Herrnhuter Zöglinge basteln ihren Stern
Etwa um 1722 gründeten Nachfahren der so genannten Brüder-Unität (heute eine Evangelische Freikirchliche Vereinigung mit ausgeprägter Missionstätigkeit), die während der katholischen Gegenreformation ihre Heimat in Böhmen und Mähren verlassen mussten, auf dem Gut des Grafen von Zinsendorf in der Oberlausitz unter der „Hut des Herrn“ den Ort Herrenhut. Während sich die Mitglieder in ganz Deutschland, aber auch im Ausland ihrer Missionsarbeit widmeten, erhielten ihre Kinder in den Gemeinde-Internaten eine für die damalige Zeit beachtenswerte Schulbildung. Dabei stand das Fach Mathematik mit im Zentrum der Ausbildung, insbesondere aber Geometrie. Um das räumliche Denken in diesem Fach zu schulen, ließen die Lehrer aus weißer Pappe und Papier Kegel- und Pyramidenformen basteln, die dann auch zu Sternen zusammengefügt wurden.

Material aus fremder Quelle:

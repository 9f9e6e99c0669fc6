//! Arrow `RecordBatch` interchange for store connectors and components

use std::sync::Arc;

use arrow::array::{Array, ArrayRef, BooleanArray, Float64Array, StringArray};
use arrow::compute::cast;
use arrow::datatypes::{DataType, Field, Schema};
use arrow::record_batch::{RecordBatch, RecordBatchOptions};
use arrow::util::display::array_value_to_string;
use tracing::debug;

use crate::table::{CellValue, Column, ColumnCollection, DataTable};
use crate::DataError;

impl TryFrom<&RecordBatch> for DataTable {
    type Error = DataError;

    /// Numeric arrays become numbers, booleans stay booleans and every other
    /// type is rendered to text. Nulls become [`CellValue::Null`].
    fn try_from(batch: &RecordBatch) -> Result<Self, Self::Error> {
        let schema = batch.schema();
        let mut columns = ColumnCollection::new();

        for (field, array) in schema.fields().iter().zip(batch.columns()) {
            columns.insert(field.name().clone(), array_to_column(array)?);
        }

        debug!(
            columns = columns.len(),
            rows = batch.num_rows(),
            "loaded table from record batch"
        );
        Ok(DataTable::from_columns(columns))
    }
}

impl DataTable {
    /// Export the own columns (not the derived table) as a record batch.
    ///
    /// Columns holding only numbers and nulls map to `Float64`, only booleans
    /// and nulls to `Boolean`, anything else to `Utf8` using the cell's
    /// display form.
    pub fn to_record_batch(&self) -> Result<RecordBatch, DataError> {
        let mut fields = Vec::new();
        let mut arrays: Vec<ArrayRef> = Vec::new();

        for (name, cells) in self.iter_columns() {
            let array = column_to_array(cells);
            fields.push(Field::new(name, array.data_type().clone(), true));
            arrays.push(array);
        }

        let schema = Arc::new(Schema::new(fields));
        let options = RecordBatchOptions::new().with_row_count(Some(self.get_row_count()));
        Ok(RecordBatch::try_new_with_options(schema, arrays, &options)?)
    }
}

fn array_to_column(array: &ArrayRef) -> Result<Column, DataError> {
    match array.data_type() {
        DataType::Null => Ok(vec![CellValue::Null; array.len()]),
        DataType::Boolean => {
            let values = array
                .as_any()
                .downcast_ref::<BooleanArray>()
                .ok_or_else(|| DataError::Other("expected a boolean array".to_string()))?;
            Ok(values.iter().map(CellValue::from).collect())
        }
        data_type if data_type.is_numeric() => {
            let converted = cast(array, &DataType::Float64)?;
            let values = converted
                .as_any()
                .downcast_ref::<Float64Array>()
                .ok_or_else(|| DataError::Other("expected a float64 array".to_string()))?;
            Ok(values.iter().map(CellValue::from).collect())
        }
        _ => (0..array.len())
            .map(|index| -> Result<CellValue, DataError> {
                if array.is_null(index) {
                    Ok(CellValue::Null)
                } else {
                    Ok(CellValue::from(array_value_to_string(array, index)?))
                }
            })
            .collect(),
    }
}

fn column_to_array(cells: &[CellValue]) -> ArrayRef {
    let numeric = cells
        .iter()
        .all(|cell| matches!(cell, CellValue::Number(_) | CellValue::Null));
    if numeric {
        return Arc::new(
            cells
                .iter()
                .map(|cell| match cell {
                    CellValue::Number(n) => Some(*n),
                    _ => None,
                })
                .collect::<Float64Array>(),
        );
    }

    let boolean = cells
        .iter()
        .all(|cell| matches!(cell, CellValue::Boolean(_) | CellValue::Null));
    if boolean {
        return Arc::new(
            cells
                .iter()
                .map(|cell| match cell {
                    CellValue::Boolean(b) => Some(*b),
                    _ => None,
                })
                .collect::<BooleanArray>(),
        );
    }

    Arc::new(
        cells
            .iter()
            .map(|cell| (!cell.is_null()).then(|| cell.to_string()))
            .collect::<StringArray>(),
    )
}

Ein Lehrer kam anlässlich eines Schuljubiläums zu Beginn des 19. Jahrhunderts auf die Idee, solch einen Stern – ähnlich wie einen Lampion – von innen zu beleuchten. Im Jahre 1894 eröffnete dann Pieter Hendrik Verbeek in Herrenhut einen Laden, in dem er Bastelbögen für die Sterne mit ihren 25 Ecken verkaufte. Und so nahmen die Herrenhuter Missionare ihre Sterne auf allen Wegen mit, verbreiteten sie über die ganze Welt, und begründeten eine stabile Tradition in Deutschland, Sachsen und ganz besonders im lichthungrigen Erzgebirge. Allerdings erstrahlte der Herrenhuter Stern zunächst nicht zur Adventszeit, sondern leuchtete den Heiligen Drei Königen vom 25. Dezember bis 6. Januar (bzw. vom 4. bis 6.12., dem Dreikönigsfest) den Weg zur Krippe im Stall von Bethlehem. Erst mit der weiteren Ausprägung der Marktwirtschaft um 1920 begann man in sächsischen Warenhäusern den Stern – zunächst noch in weißer Farbe – bereits ab den 1. Advent als weihnachtliches Lockmittel zu installieren. Später dann tauchte er auch hier und da als roter Stern, oder rot mit gelben Spitzen, auf. Durchgesetzt hat sich aber der rote Stern.
Sternstunde
Vielleicht war das ein Grund mit, dass dieser selbst zu DDR-Zeiten produziert werden und zu Weihnachten erstrahlen durfte. Nach 1945 wurde der von Verbeek gemeinsam mit der Herrenhuter Brüder-Unität gegründete Betrieb enteignet und zunächst unter staatlicher Kontrolle gestellt. Die VEB Oberlausitzer Stern- und Lampenschirmfabrik produzierte nun ganzjährig diesen früheren Saisonartikel. Ungewöhnlich für die damalige Zeit war, dass eine Art Rückübertragung des staatlichen Betriebes am 1. Januar 1969 an die Brüder-Unität erfolgte. Der Herrenhuter Stern ist patentiert, deshalb hat man sich in anderen Gegenden Sachsens ab 1924 für den Faltstern entschieden, bei dem die Zacken nicht mehr in mühevoller Bastelarbeit eingesteckt werden müssen, sondern das Teil nur noch mit einem Handgriff zu einem Sterne-Lampinon aufgeklappt werden muss. Eine kleine elektrische Lampe im Inneren sorgt für das Erstrahlen des Sterns zur Adventszeit.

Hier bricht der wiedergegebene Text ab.